▸ Data section
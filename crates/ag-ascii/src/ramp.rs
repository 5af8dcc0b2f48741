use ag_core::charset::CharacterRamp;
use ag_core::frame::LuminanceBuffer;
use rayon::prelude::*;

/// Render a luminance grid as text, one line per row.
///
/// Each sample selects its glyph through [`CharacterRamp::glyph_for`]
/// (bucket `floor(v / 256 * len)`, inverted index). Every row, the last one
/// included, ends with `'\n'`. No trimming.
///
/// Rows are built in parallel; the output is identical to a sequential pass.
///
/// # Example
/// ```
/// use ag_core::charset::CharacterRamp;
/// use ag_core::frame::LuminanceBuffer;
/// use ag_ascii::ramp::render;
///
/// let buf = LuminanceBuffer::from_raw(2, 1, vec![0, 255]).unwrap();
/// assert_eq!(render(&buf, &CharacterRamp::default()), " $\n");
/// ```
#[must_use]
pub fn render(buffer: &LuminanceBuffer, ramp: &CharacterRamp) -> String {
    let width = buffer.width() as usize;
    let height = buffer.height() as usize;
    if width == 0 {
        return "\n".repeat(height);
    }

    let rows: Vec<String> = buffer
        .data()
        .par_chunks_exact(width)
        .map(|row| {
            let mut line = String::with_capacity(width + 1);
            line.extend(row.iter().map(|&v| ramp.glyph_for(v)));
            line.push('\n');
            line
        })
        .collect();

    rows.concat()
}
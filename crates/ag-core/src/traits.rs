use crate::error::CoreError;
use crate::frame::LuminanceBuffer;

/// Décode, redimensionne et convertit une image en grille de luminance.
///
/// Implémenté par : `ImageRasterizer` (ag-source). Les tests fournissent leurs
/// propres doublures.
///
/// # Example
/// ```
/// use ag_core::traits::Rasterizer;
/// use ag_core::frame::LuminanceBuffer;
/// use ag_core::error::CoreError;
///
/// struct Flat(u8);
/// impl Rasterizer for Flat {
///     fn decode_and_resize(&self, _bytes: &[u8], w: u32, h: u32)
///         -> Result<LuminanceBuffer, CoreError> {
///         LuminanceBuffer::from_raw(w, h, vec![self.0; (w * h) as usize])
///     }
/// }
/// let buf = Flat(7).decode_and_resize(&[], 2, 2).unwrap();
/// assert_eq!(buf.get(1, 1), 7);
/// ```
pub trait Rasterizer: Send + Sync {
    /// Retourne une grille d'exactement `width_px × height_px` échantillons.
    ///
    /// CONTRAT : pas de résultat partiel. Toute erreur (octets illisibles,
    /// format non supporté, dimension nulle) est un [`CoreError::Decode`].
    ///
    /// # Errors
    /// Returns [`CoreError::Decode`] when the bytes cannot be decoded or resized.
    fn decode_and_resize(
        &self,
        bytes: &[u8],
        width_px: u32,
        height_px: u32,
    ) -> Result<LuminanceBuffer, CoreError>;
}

▸ The problem
Lines with the word "frame": tally them across the material and give only the total.

▸ The answer
4